LILAC has been talking about how OneSearch works and how to teach with it. Based on those conversations as well as on Allie’s presentation to LILAC last fall and just plain old experience, I am ready to tell you How I Learned to Stop Worrying
and Love OneSearch

What is OneSearch is anyway?

We librarians know it as a “discovery layer” and that’s probably not a bad way to talk to students about it. But it is also really important that they understand what’s in OneSearch. So, it includes what the classic catalog has always had – our holdings! What’s on the shelf in (or checked out from) the library. It also searches across many, but not necessarily all, of our databases. And it includes other stuff too: LibGuides and digital items mostly. This image that no longer appears in the OneSearch landing page may or may not help in understanding that.

Background info, Books and Articles all in one place.

For instruction purposes, the filters in OneSearch offer a one-stop way to show students how to see reference entries, books and scholarly (or news) articles all in one place. For example, in a search in the CUNY instance of OneSearch for the term immigration (see it here) you can see that there are reference entries, books and articles. The filters on the right allow the researcher to see just one resource type at a time.

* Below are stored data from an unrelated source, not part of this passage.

//! Runtime configuration parsed from environment variables.
//!
//! Every config has a `from_lookup` constructor taking a key lookup so tests
//! can feed a map instead of mutating the process environment.

use std::collections::HashMap;

use crate::error::ErrorCode;

pub const DEFAULT_AUTH_REQUEST_TIMEOUT_SECS: u64 = 30;
pub const DEFAULT_AUTH_CONNECT_TIMEOUT_SECS: u64 = 10;
pub const DEFAULT_DB_MAX_CONNECTIONS: u32 = 5;

#[derive(Debug, Clone, PartialEq, Eq, thiserror::Error)]
pub enum ConfigError {
    #[error("missing required env var {0}")]
    Missing(&'static str),
    #[error("invalid value for {key}: {value}")]
    Invalid { key: &'static str, value: String },
}

impl ErrorCode for ConfigError {
    fn error_code(&self) -> &'static str {
        match self {
            Self::Missing(_) => "E_CONFIG_MISSING",
            Self::Invalid { .. } => "E_CONFIG_INVALID",
        }
    }
}

#[derive(Debug, Clone, Copy, PartialEq, Eq)]
pub struct AuthTimeouts {
    pub request_secs: u64,
    pub connect_secs: u64,
}

impl Default for AuthTimeouts {
    fn default() -> Self {
        Self { request_secs: DEFAULT_AUTH_REQUEST_TIMEOUT_SECS, connect_secs: DEFAULT_AUTH_CONNECT_TIMEOUT_SECS }
    }
}

/// Identity-provider endpoint settings.
#[derive(Debug, Clone, PartialEq, Eq)]
pub struct AuthConfig {
    /// Provider base URL without a trailing slash, e.g. `https://xyz.supabase.co`.
    pub base_url: String,
    /// Public API key sent as the `apikey` header.
    pub anon_key: String,
    pub timeouts: AuthTimeouts,
}

impl AuthConfig {
    /// Build from process environment.
    ///
    /// Required:
    /// - `AUTH_URL`
    /// - `AUTH_ANON_KEY`
    ///
    /// Optional:
    /// - `AUTH_REQUEST_TIMEOUT_SECS`: default 30
    /// - `AUTH_CONNECT_TIMEOUT_SECS`: default 10
    ///
    /// # Errors
    ///
    /// Returns a [`ConfigError`] if a required value is missing or malformed.
    pub fn from_env() -> Result<Self, ConfigError> {
        Self::from_lookup(env_lookup)
    }

    /// Build from an arbitrary key lookup.
    ///
    /// # Errors
    ///
    /// Returns a [`ConfigError`] if a required value is missing or malformed.
    pub fn from_lookup<F>(lookup: F) -> Result<Self, ConfigError>
    where
        F: Fn(&str) -> Option<String>,
    {
        let raw_url = required(&lookup, "AUTH_URL")?;
        let base_url = raw_url.trim().trim_end_matches('/').to_owned();
        if !(base_url.starts_with("http://") || base_url.starts_with("https://")) {
            return Err(ConfigError::Invalid { key: "AUTH_URL", value: raw_url });
        }
        let anon_key = required(&lookup, "AUTH_ANON_KEY")?;
        let timeouts = AuthTimeouts {
            request_secs: parse_or(&lookup, "AUTH_REQUEST_TIMEOUT_SECS", DEFAULT_AUTH_REQUEST_TIMEOUT_SECS),
            connect_secs: parse_or(&lookup, "AUTH_CONNECT_TIMEOUT_SECS", DEFAULT_AUTH_CONNECT_TIMEOUT_SECS),
        };
        Ok(Self { base_url, anon_key, timeouts })
    }
}

/// Profile database settings.
#[derive(Debug, Clone, PartialEq, Eq)]
pub struct DbConfig {
    pub url: String,
    pub max_connections: u32,
}

impl DbConfig {
    /// Build from `DATABASE_URL` and `DB_MAX_CONNECTIONS` (default 5).
    ///
    /// # Errors
    ///
    /// Returns [`ConfigError::Missing`] if `DATABASE_URL` is unset.
    pub fn from_env() -> Result<Self, ConfigError> {
        Self::from_lookup(env_lookup)
    }

    /// # Errors
    ///
    /// Returns [`ConfigError::Missing`] if `DATABASE_URL` is absent.
    pub fn from_lookup<F>(lookup: F) -> Result<Self, ConfigError>
    where
        F: Fn(&str) -> Option<String>,
    {
        let url = required(&lookup, "DATABASE_URL")?;
        let max_connections = parse_or(&lookup, "DB_MAX_CONNECTIONS", DEFAULT_DB_MAX_CONNECTIONS);
        Ok(Self { url, max_connections })
    }
}

/// Optional sign-in credentials for the binary.
#[derive(Clone, PartialEq, Eq)]
pub struct Credentials {
    pub email: String,
    pub password: String,
}

impl std::fmt::Debug for Credentials {
    fn fmt(&self, f: &mut std::fmt::Formatter<'_>) -> std::fmt::Result {
        f.debug_struct("Credentials")
            .field("email", &self.email)
            .field("password", &"<redacted>")
            .finish()
    }
}

impl Credentials {
    /// `Some` only when both `AUTHSYNC_EMAIL` and `AUTHSYNC_PASSWORD` are set.
    #[must_use]
    pub fn from_env() -> Option<Self> {
        Self::from_lookup(env_lookup)
    }

    #[must_use]
    pub fn from_lookup<F>(lookup: F) -> Option<Self>
    where
        F: Fn(&str) -> Option<String>,
    {
        let email = non_empty(&lookup, "AUTHSYNC_EMAIL")?;
        let password = non_empty(&lookup, "AUTHSYNC_PASSWORD")?;
        Some(Self { email, password })
    }
}

/// Adapt a map into a lookup function.
#[must_use]
pub fn map_lookup(map: &HashMap<String, String>) -> impl Fn(&str) -> Option<String> + '_ {
    move |key| map.get(key).cloned()
}

fn env_lookup(key: &str) -> Option<String> {
    std::env::var(key).ok()
}

fn non_empty<F>(lookup: &F, key: &str) -> Option<String>
where
    F: Fn(&str) -> Option<String>,
{
    lookup(key).filter(|v| !v.trim().is_empty())
}

fn required<F>(lookup: &F, key: &'static str) -> Result<String, ConfigError>
where
    F: Fn(&str) -> Option<String>,
{
    non_empty(lookup, key).ok_or(ConfigError::Missing(key))
}

fn parse_or<F, T>(lookup: &F, key: &str, default: T) -> T
where
    F: Fn(&str) -> Option<String>,
    T: std::str::FromStr + Copy,
{
    lookup(key)
        .and_then(|v| v.trim().parse::<T>().ok())
        .unwrap_or(default)
}

#[cfg(test)]
#[path = "config_test.rs"]
mod tests;
//! Application-level profile record and the `ProfileStore` seam.
//!
//! SYSTEM CONTEXT
//! ==============
//! A profile is keyed 1:1 by the identity id the provider assigns. The store
//! must enforce uniqueness on that id; provisioning relies on the resulting
//! duplicate-key error to detect a lost insert race.

use std::fmt;
use std::str::FromStr;

use serde::{Deserialize, Serialize};
use time::OffsetDateTime;
use uuid::Uuid;

use crate::error::ErrorCode;
use crate::session::Identity;

// =============================================================================
// ROLE
// =============================================================================

/// Application role. Closed set, stored as lowercase text.
#[derive(Debug, Clone, Copy, Default, PartialEq, Eq, Hash, Serialize, Deserialize)]
#[serde(rename_all = "lowercase")]
pub enum Role {
    Admin,
    Manager,
    #[default]
    Member,
}

impl Role {
    #[must_use]
    pub fn as_str(self) -> &'static str {
        match self {
            Self::Admin => "admin",
            Self::Manager => "manager",
            Self::Member => "member",
        }
    }
}

impl fmt::Display for Role {
    fn fmt(&self, f: &mut fmt::Formatter<'_>) -> fmt::Result {
        f.write_str(self.as_str())
    }
}

#[derive(Debug, Clone, PartialEq, Eq, thiserror::Error)]
#[error("unknown role: {0}")]
pub struct UnknownRole(pub String);

impl FromStr for Role {
    type Err = UnknownRole;

    fn from_str(raw: &str) -> Result<Self, Self::Err> {
        match raw.trim().to_ascii_lowercase().as_str() {
            "admin" => Ok(Self::Admin),
            "manager" => Ok(Self::Manager),
            "member" => Ok(Self::Member),
            _ => Err(UnknownRole(raw.to_owned())),
        }
    }
}

// =============================================================================
// PROFILE
// =============================================================================

/// Mirrors the `profiles` table.
#[derive(Debug, Clone, PartialEq, Eq, Serialize, Deserialize)]
pub struct Profile {
    pub id: Uuid,
    pub email: String,
    pub first_name: Option<String>,
    pub last_name: Option<String>,
    pub avatar_url: Option<String>,
    pub role: Role,
    #[serde(default, with = "time::serde::rfc3339::option")]
    pub created_at: Option<OffsetDateTime>,
    #[serde(default, with = "time::serde::rfc3339::option")]
    pub updated_at: Option<OffsetDateTime>,
}

impl Profile {
    /// Merge the present fields of `patch` into this record.
    pub fn apply(&mut self, patch: &ProfilePatch) {
        if let Some(first_name) = &patch.first_name {
            self.first_name = Some(first_name.clone());
        }
        if let Some(last_name) = &patch.last_name {
            self.last_name = Some(last_name.clone());
        }
        if let Some(avatar_url) = &patch.avatar_url {
            self.avatar_url = Some(avatar_url.clone());
        }
        if let Some(role) = patch.role {
            self.role = role;
        }
    }

    /// "First Last" when names are known, otherwise the email.
    #[must_use]
    pub fn display_name(&self) -> String {
        let name = [self.first_name.as_deref(), self.last_name.as_deref()]
            .into_iter()
            .flatten()
            .collect::<Vec<_>>()
            .join(" ");
        if name.is_empty() { self.email.clone() } else { name }
    }
}

/// Insert payload for a first-time identity.
#[derive(Debug, Clone, PartialEq, Eq)]
pub struct NewProfile {
    pub id: Uuid,
    pub email: String,
    pub first_name: Option<String>,
    pub last_name: Option<String>,
    pub role: Role,
}

impl NewProfile {
    /// Seed a profile from the identity and its sign-up metadata.
    #[must_use]
    pub fn from_identity(identity: &Identity) -> Self {
        Self {
            id: identity.id,
            email: identity.email.clone(),
            first_name: non_blank(identity.metadata.first_name.as_deref()),
            last_name: non_blank(identity.metadata.last_name.as_deref()),
            role: Role::default(),
        }
    }
}

fn non_blank(value: Option<&str>) -> Option<String> {
    value
        .map(str::trim)
        .filter(|v| !v.is_empty())
        .map(str::to_owned)
}

/// Partial, user-initiated profile update. `None` fields are left alone.
#[derive(Debug, Clone, Default, PartialEq, Eq, Serialize, Deserialize)]
pub struct ProfilePatch {
    #[serde(default, skip_serializing_if = "Option::is_none")]
    pub first_name: Option<String>,
    #[serde(default, skip_serializing_if = "Option::is_none")]
    pub last_name: Option<String>,
    #[serde(default, skip_serializing_if = "Option::is_none")]
    pub avatar_url: Option<String>,
    #[serde(default, skip_serializing_if = "Option::is_none")]
    pub role: Option<Role>,
}

impl ProfilePatch {
    #[must_use]
    pub fn is_empty(&self) -> bool {
        self.first_name.is_none() && self.last_name.is_none() && self.avatar_url.is_none() && self.role.is_none()
    }
}

// =============================================================================
// STORE
// =============================================================================

#[derive(Debug, thiserror::Error)]
pub enum StoreError {
    /// A profile with this id already exists (lost insert race).
    #[error("profile {0} already exists")]
    DuplicateKey(Uuid),

    #[error("profile {0} not found")]
    NotFound(Uuid),

    #[error("stored role is invalid: {0}")]
    InvalidRole(#[from] UnknownRole),

    #[error("database error: {0}")]
    Database(#[from] sqlx::Error),

    /// Non-SQL backends report transport failures here.
    #[error("profile store unavailable: {0}")]
    Unavailable(String),
}

impl ErrorCode for StoreError {
    fn error_code(&self) -> &'static str {
        match self {
            Self::DuplicateKey(_) => "E_DUPLICATE_KEY",
            Self::NotFound(_) => "E_NOT_FOUND",
            Self::InvalidRole(_) => "E_INVALID_ROLE",
            Self::Database(_) => "E_DATABASE",
            Self::Unavailable(_) => "E_STORE_UNAVAILABLE",
        }
    }

    fn retryable(&self) -> bool {
        matches!(
            self,
            Self::Unavailable(_) | Self::Database(sqlx::Error::PoolTimedOut | sqlx::Error::Io(_))
        )
    }
}

/// Remote profile table consumed by the provisioner and synchronizer.
#[async_trait::async_trait]
pub trait ProfileStore: Send + Sync {
    /// Point lookup by identity id.
    ///
    /// # Errors
    ///
    /// Returns a [`StoreError`] if the store cannot be read.
    async fn get_by_id(&self, id: Uuid) -> Result<Option<Profile>, StoreError>;

    /// Insert a new profile.
    ///
    /// # Errors
    ///
    /// Returns [`StoreError::DuplicateKey`] if the id already exists, or
    /// another [`StoreError`] on failure.
    async fn insert(&self, profile: &NewProfile) -> Result<Profile, StoreError>;

    /// Write the present fields of `patch` to the profile `id`.
    ///
    /// # Errors
    ///
    /// Returns [`StoreError::NotFound`] if no such profile exists, or another
    /// [`StoreError`] on failure.
    async fn update(&self, id: Uuid, patch: &ProfilePatch) -> Result<(), StoreError>;
}

#[cfg(test)]
#[path = "profile_test.rs"]
mod tests;
//! Identity-provider session model and the `SessionSource` seam.
//!
//! ARCHITECTURE
//! ============
//! The identity provider is ground truth for who is signed in. The
//! synchronizer only ever reads sessions through [`SessionSource`]: a one-shot
//! fetch plus an event subscription. Providers keep their session in a
//! [`SessionBroadcaster`], which gives every subscriber its own unbounded
//! queue so events are delivered in provider order.
//!
//! TRADE-OFFS
//! ==========
//! Unsubscribing is dropping the receiver. The broadcaster prunes closed
//! senders lazily on the next emit instead of tracking handles.

use std::sync::{Mutex, MutexGuard, PoisonError};

use serde::{Deserialize, Serialize};
use time::OffsetDateTime;
use tokio::sync::mpsc;
use uuid::Uuid;

use crate::error::ErrorCode;

// =============================================================================
// ERROR
// =============================================================================

/// Failures from the identity provider on explicit user actions.
#[derive(Debug, thiserror::Error)]
pub enum AuthError {
    /// The provider answered with a non-success status.
    #[error("{message}")]
    Rejected { status: u16, message: String },

    /// The provider could not be reached.
    #[error("identity provider unreachable: {0}")]
    Network(String),

    /// The provider answered with a body we could not interpret.
    #[error("unexpected provider response: {0}")]
    Parse(String),

    /// The underlying HTTP client could not be constructed.
    #[error("HTTP client build failed: {0}")]
    HttpClientBuild(String),
}

impl ErrorCode for AuthError {
    fn error_code(&self) -> &'static str {
        match self {
            Self::Rejected { .. } => "E_AUTH_REJECTED",
            Self::Network(_) => "E_AUTH_NETWORK",
            Self::Parse(_) => "E_AUTH_PARSE",
            Self::HttpClientBuild(_) => "E_HTTP_CLIENT_BUILD",
        }
    }

    fn retryable(&self) -> bool {
        matches!(self, Self::Network(_) | Self::Rejected { status: 429 | 500..=599, .. })
    }
}

// =============================================================================
// IDENTITY + SESSION
// =============================================================================

/// Optional names supplied at sign-up, used to seed the profile.
#[derive(Debug, Clone, Default, PartialEq, Eq, Serialize, Deserialize)]
pub struct SignupMetadata {
    #[serde(default, skip_serializing_if = "Option::is_none")]
    pub first_name: Option<String>,
    #[serde(default, skip_serializing_if = "Option::is_none")]
    pub last_name: Option<String>,
}

/// The provider's account record for a signed-in user.
#[derive(Debug, Clone, PartialEq, Eq, Serialize, Deserialize)]
pub struct Identity {
    pub id: Uuid,
    pub email: String,
    /// Whether the provider considers the email confirmed.
    pub confirmed: bool,
    #[serde(default)]
    pub metadata: SignupMetadata,
}

/// Token-bearing credential for one identity. Tokens never serialize.
#[derive(Debug, Clone, PartialEq, Eq, Serialize)]
pub struct Session {
    #[serde(skip_serializing)]
    pub access_token: String,
    #[serde(skip_serializing)]
    pub refresh_token: Option<String>,
    /// Expiry as unix seconds. `None` means the provider gave no expiry.
    pub expires_at: Option<i64>,
    pub identity: Identity,
}

impl Session {
    /// Whether the session has expired at `now_unix` (unix seconds).
    #[must_use]
    pub fn is_expired(&self, now_unix: i64) -> bool {
        self.expires_at.is_some_and(|exp| exp <= now_unix)
    }

    /// Whether the session has expired by the wall clock.
    #[must_use]
    pub fn is_expired_now(&self) -> bool {
        self.is_expired(OffsetDateTime::now_utc().unix_timestamp())
    }
}

/// Result of a successful sign-up.
#[derive(Debug, Clone)]
pub struct SignUpOutcome {
    pub identity: Identity,
    /// Present when the provider signed the user in immediately.
    pub session: Option<Session>,
}

// =============================================================================
// EVENTS
// =============================================================================

/// Why the provider's session changed.
#[derive(Debug, Clone, Copy, PartialEq, Eq, Serialize)]
#[serde(rename_all = "SCREAMING_SNAKE_CASE")]
pub enum AuthChange {
    InitialSession,
    SignedIn,
    SignedOut,
    TokenRefreshed,
}

/// A session-change notification. `session` is `None` when signed out.
#[derive(Debug, Clone)]
pub struct SessionEvent {
    pub change: AuthChange,
    pub session: Option<Session>,
}

impl SessionEvent {
    #[must_use]
    pub fn new(change: AuthChange, session: Option<Session>) -> Self {
        Self { change, session }
    }
}

/// Receiving end of a session-change subscription. Drop to unsubscribe.
pub type SessionSubscription = mpsc::UnboundedReceiver<SessionEvent>;

/// Current session plus fan-out of its changes to any number of subscribers.
///
/// The cached session and the subscriber list share one lock: a change is
/// stored and delivered in one step, and a new subscriber's initial snapshot
/// is taken in the same step that registers it.
#[derive(Debug, Default)]
pub struct SessionBroadcaster {
    inner: Mutex<BroadcastState>,
}

#[derive(Debug, Default)]
struct BroadcastState {
    current: Option<Session>,
    subscribers: Vec<mpsc::UnboundedSender<SessionEvent>>,
}

impl BroadcastState {
    fn deliver(&mut self, event: &SessionEvent) {
        self.subscribers.retain(|tx| tx.send(event.clone()).is_ok());
    }
}

impl SessionBroadcaster {
    #[must_use]
    pub fn new() -> Self {
        Self::default()
    }

    fn lock(&self) -> MutexGuard<'_, BroadcastState> {
        self.inner.lock().unwrap_or_else(PoisonError::into_inner)
    }

    /// The cached session.
    #[must_use]
    pub fn current(&self) -> Option<Session> {
        self.lock().current.clone()
    }

    /// Replace the cached session without notifying anyone.
    pub fn set_current(&self, session: Option<Session>) {
        self.lock().current = session;
    }

    /// Replace the cached session and deliver `change` to every subscriber.
    pub fn publish(&self, change: AuthChange, session: Option<Session>) {
        let mut state = self.lock();
        state.current.clone_from(&session);
        state.deliver(&SessionEvent::new(change, session));
    }

    /// Deliver `event` without touching the cached session.
    pub fn emit(&self, event: &SessionEvent) {
        self.lock().deliver(event);
    }

    /// Register a subscriber whose first event is `InitialSession` with the
    /// cached session.
    pub fn subscribe(&self) -> SessionSubscription {
        let mut state = self.lock();
        let (tx, rx) = mpsc::unbounded_channel();
        let _ = tx.send(SessionEvent::new(AuthChange::InitialSession, state.current.clone()));
        state.subscribers.push(tx);
        rx
    }

    /// Register a subscriber that only sees later events.
    pub fn subscribe_quiet(&self) -> SessionSubscription {
        let (tx, rx) = mpsc::unbounded_channel();
        self.lock().subscribers.push(tx);
        rx
    }

    /// Number of subscribers whose receivers are still alive.
    #[must_use]
    pub fn subscriber_count(&self) -> usize {
        let mut state = self.lock();
        state.subscribers.retain(|tx| !tx.is_closed());
        state.subscribers.len()
    }
}

// =============================================================================
// SESSION SOURCE TRAIT
// =============================================================================

/// Identity-provider client consumed by the synchronizer. Enables fakes in tests.
#[async_trait::async_trait]
pub trait SessionSource: Send + Sync {
    /// Point-in-time read of the current session.
    ///
    /// # Errors
    ///
    /// Returns an [`AuthError`] if the provider cannot produce a session.
    async fn get_session(&self) -> Result<Option<Session>, AuthError>;

    /// Subscribe to session changes. Dropping the receiver unsubscribes.
    fn on_session_change(&self) -> SessionSubscription;

    /// Register a new account.
    ///
    /// # Errors
    ///
    /// Returns an [`AuthError`] if the provider rejects the sign-up.
    async fn sign_up(&self, email: &str, password: &str, metadata: &SignupMetadata)
    -> Result<SignUpOutcome, AuthError>;

    /// Sign in with email and password.
    ///
    /// # Errors
    ///
    /// Returns an [`AuthError`] if the credentials are rejected.
    async fn sign_in(&self, email: &str, password: &str) -> Result<Session, AuthError>;

    /// End the current session.
    ///
    /// # Errors
    ///
    /// Returns an [`AuthError`] if the provider call fails.
    async fn sign_out(&self) -> Result<(), AuthError>;
}

#[cfg(test)]
#[path = "session_test.rs"]
mod tests;
//! GoTrue REST client — the concrete [`SessionSource`].
//!
//! Thin HTTP wrapper over `/auth/v1/{signup,token,logout}` of a
//! GoTrue-compatible identity provider (the Supabase auth server). The client
//! caches the current session in memory and fans session changes out through
//! a [`SessionBroadcaster`]. Response parsing lives in pure functions for
//! testability.

use std::time::Duration;

use serde::Deserialize;
use time::OffsetDateTime;
use tracing::{debug, warn};
use uuid::Uuid;

use crate::config::AuthConfig;
use crate::session::{
    AuthChange, AuthError, Identity, Session, SessionBroadcaster, SessionSource, SessionSubscription, SignUpOutcome,
    SignupMetadata,
};

// =============================================================================
// CLIENT
// =============================================================================

pub struct GoTrueClient {
    http: reqwest::Client,
    base_url: String,
    anon_key: String,
    /// Cached session and its subscribers.
    events: SessionBroadcaster,
}

impl GoTrueClient {
    /// Build a client from typed config.
    ///
    /// # Errors
    ///
    /// Returns [`AuthError::HttpClientBuild`] if the HTTP client fails to build.
    pub fn new(config: &AuthConfig) -> Result<Self, AuthError> {
        let http = reqwest::Client::builder()
            .timeout(Duration::from_secs(config.timeouts.request_secs))
            .connect_timeout(Duration::from_secs(config.timeouts.connect_secs))
            .build()
            .map_err(|e| AuthError::HttpClientBuild(e.to_string()))?;
        Ok(Self {
            http,
            base_url: config.base_url.clone(),
            anon_key: config.anon_key.clone(),
            events: SessionBroadcaster::new(),
        })
    }

    /// Adopt a previously persisted session and announce it as `SignedIn`.
    pub fn restore_session(&self, session: Session) {
        self.replace_session(Some(session), AuthChange::SignedIn);
    }

    fn endpoint(&self, path: &str) -> String {
        format!("{}/auth/v1/{path}", self.base_url)
    }

    fn replace_session(&self, session: Option<Session>, change: AuthChange) {
        debug!(?change, "session changed");
        self.events.publish(change, session);
    }

    async fn post(&self, url: &str, body: Option<&serde_json::Value>, bearer: Option<&str>) -> Result<String, AuthError> {
        let mut request = self.http.post(url).header("apikey", &self.anon_key);
        if let Some(token) = bearer {
            request = request.bearer_auth(token);
        }
        if let Some(body) = body {
            request = request.json(body);
        }

        let response = request
            .send()
            .await
            .map_err(|e| AuthError::Network(e.to_string()))?;
        let status = response.status().as_u16();
        let text = response
            .text()
            .await
            .map_err(|e| AuthError::Network(e.to_string()))?;

        if !(200..300).contains(&status) {
            return Err(AuthError::Rejected { status, message: error_message(status, &text) });
        }
        Ok(text)
    }

    async fn refresh(&self, refresh_token: &str) -> Result<Session, AuthError> {
        let body = serde_json::json!({ "refresh_token": refresh_token });
        let text = self
            .post(&self.endpoint("token?grant_type=refresh_token"), Some(&body), None)
            .await?;
        parse_session(&text, now_unix())
    }
}

#[async_trait::async_trait]
impl SessionSource for GoTrueClient {
    async fn get_session(&self) -> Result<Option<Session>, AuthError> {
        let Some(session) = self.events.current() else {
            return Ok(None);
        };
        if !session.is_expired_now() {
            return Ok(Some(session));
        }

        let Some(refresh_token) = session.refresh_token.clone() else {
            self.replace_session(None, AuthChange::SignedOut);
            return Ok(None);
        };
        match self.refresh(&refresh_token).await {
            Ok(fresh) => {
                self.replace_session(Some(fresh.clone()), AuthChange::TokenRefreshed);
                Ok(Some(fresh))
            }
            Err(AuthError::Rejected { status, message }) => {
                warn!(status, %message, "refresh token rejected; signing out");
                self.replace_session(None, AuthChange::SignedOut);
                Ok(None)
            }
            Err(e) => Err(e),
        }
    }

    fn on_session_change(&self) -> SessionSubscription {
        self.events.subscribe()
    }

    async fn sign_up(
        &self,
        email: &str,
        password: &str,
        metadata: &SignupMetadata,
    ) -> Result<SignUpOutcome, AuthError> {
        let body = serde_json::json!({ "email": email, "password": password, "data": metadata });
        let text = self.post(&self.endpoint("signup"), Some(&body), None).await?;
        let outcome = parse_sign_up(&text, now_unix())?;
        if let Some(session) = &outcome.session {
            self.replace_session(Some(session.clone()), AuthChange::SignedIn);
        }
        Ok(outcome)
    }

    async fn sign_in(&self, email: &str, password: &str) -> Result<Session, AuthError> {
        let body = serde_json::json!({ "email": email, "password": password });
        let text = self
            .post(&self.endpoint("token?grant_type=password"), Some(&body), None)
            .await?;
        let session = parse_session(&text, now_unix())?;
        self.replace_session(Some(session.clone()), AuthChange::SignedIn);
        Ok(session)
    }

    async fn sign_out(&self) -> Result<(), AuthError> {
        let result = match self.events.current() {
            Some(session) => self
                .post(&self.endpoint("logout"), None, Some(&session.access_token))
                .await
                .map(|_| ()),
            None => Ok(()),
        };
        // The local session ends regardless; an already-invalid token is not an error.
        self.replace_session(None, AuthChange::SignedOut);
        match result {
            Err(AuthError::Rejected { status: 401 | 403 | 404, .. }) => Ok(()),
            other => other,
        }
    }
}

// =============================================================================
// WIRE TYPES
// =============================================================================

#[derive(Deserialize)]
struct WireUser {
    id: Uuid,
    email: Option<String>,
    email_confirmed_at: Option<String>,
    confirmed_at: Option<String>,
    #[serde(default)]
    user_metadata: serde_json::Value,
}

#[derive(Deserialize)]
struct WireSession {
    access_token: String,
    refresh_token: Option<String>,
    expires_in: Option<i64>,
    expires_at: Option<i64>,
    user: WireUser,
}

#[derive(Deserialize)]
#[serde(untagged)]
enum WireSignUp {
    Session(WireSession),
    User(WireUser),
}

#[derive(Deserialize)]
struct WireError {
    error_description: Option<String>,
    msg: Option<String>,
    message: Option<String>,
    error: Option<String>,
}

// =============================================================================
// PARSING
// =============================================================================

fn now_unix() -> i64 {
    OffsetDateTime::now_utc().unix_timestamp()
}

fn identity_from_wire(user: WireUser) -> Identity {
    let metadata = serde_json::from_value::<SignupMetadata>(user.user_metadata).unwrap_or_default();
    Identity {
        id: user.id,
        email: user.email.unwrap_or_default(),
        confirmed: user.email_confirmed_at.is_some() || user.confirmed_at.is_some(),
        metadata,
    }
}

fn session_from_wire(wire: WireSession, now_unix: i64) -> Session {
    let expires_at = wire
        .expires_at
        .or_else(|| wire.expires_in.map(|secs| now_unix + secs));
    Session {
        access_token: wire.access_token,
        refresh_token: wire.refresh_token,
        expires_at,
        identity: identity_from_wire(wire.user),
    }
}

/// Parse a token-endpoint response into a session.
pub(crate) fn parse_session(json: &str, now_unix: i64) -> Result<Session, AuthError> {
    let wire: WireSession = serde_json::from_str(json).map_err(|e| AuthError::Parse(e.to_string()))?;
    Ok(session_from_wire(wire, now_unix))
}

/// Parse a sign-up response: a full session when auto-confirmed, else a bare user.
pub(crate) fn parse_sign_up(json: &str, now_unix: i64) -> Result<SignUpOutcome, AuthError> {
    let wire: WireSignUp = serde_json::from_str(json).map_err(|e| AuthError::Parse(e.to_string()))?;
    Ok(match wire {
        WireSignUp::Session(wire) => {
            let session = session_from_wire(wire, now_unix);
            SignUpOutcome { identity: session.identity.clone(), session: Some(session) }
        }
        WireSignUp::User(user) => SignUpOutcome { identity: identity_from_wire(user), session: None },
    })
}

/// Pull the most specific human-readable message out of an error body.
pub(crate) fn error_message(status: u16, body: &str) -> String {
    let parsed = serde_json::from_str::<WireError>(body).ok().and_then(|e| {
        e.error_description
            .or(e.msg)
            .or(e.message)
            .or(e.error)
    });
    match parsed {
        Some(message) if !message.trim().is_empty() => message,
        _ if !body.trim().is_empty() => body.trim().to_owned(),
        _ => format!("identity provider returned status {status}"),
    }
}

#[cfg(test)]
#[path = "gotrue_test.rs"]
mod tests;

Reference Resources for Topic Exploration

The reference resources filter is a great way to get a list of background articles that provide different perspectives on a topic. In the same immigration search with the Reference Resources filter on (see it here), just looking at those few sources we can already see religion, law, history and child development as perspectives to explore. Sometimes, especially with introductory or composition classes, looking at reference entries first can help students to consider how to approach their topics.

Speaking of Filters . . . .

You can “lock” filters in place, which is really, really useful for continued searching/keyword exploration within a single resource type. Once the filter is in place just hover over it and a “lock” will appear; click to set in place.

Pre-formatted Citations, Ready for Proofreading!

On any record, just click the quotation mark to see the standard citation style options. Works best for books and articles, but overall seems pretty accurate. Don’t forget to remind students to proofread these computer-generated citations before handing them in!

 OneSearch is the Instant Pot of library databases

Seriously! It does kinda do everything, except when it doesn’t, just like Instant Pot.

Anyway, students are going to ask you this question: Why would I ever search in different databases if I can just search in OneSearch for everything? And sometimes the answer is – OneSearch is all you need. Just like you can use the Instant Pot to cook almost anything.

However, there are 2 main reasons why a researcher might end up at another database instead of (or in addition to) OneSearch.

  • Can’t find what you’re looking for. Sometimes OneSearch doesn’t actually provide all the answers, so another database is always a good bet.
  • Need more precise, subject-focused research. For example, if you need to use specialized vocabulary such as MESH terms which work great in Medline, but not so well in OneSearch. As well, subject databases allow researchers to find only works written with a disciplinary lens, and that can be tricky to identify in OneSearch since it has so many results.

Basically, it’s one more tool in the researcher tool box . . . or an Instant Pot in the research kitchen!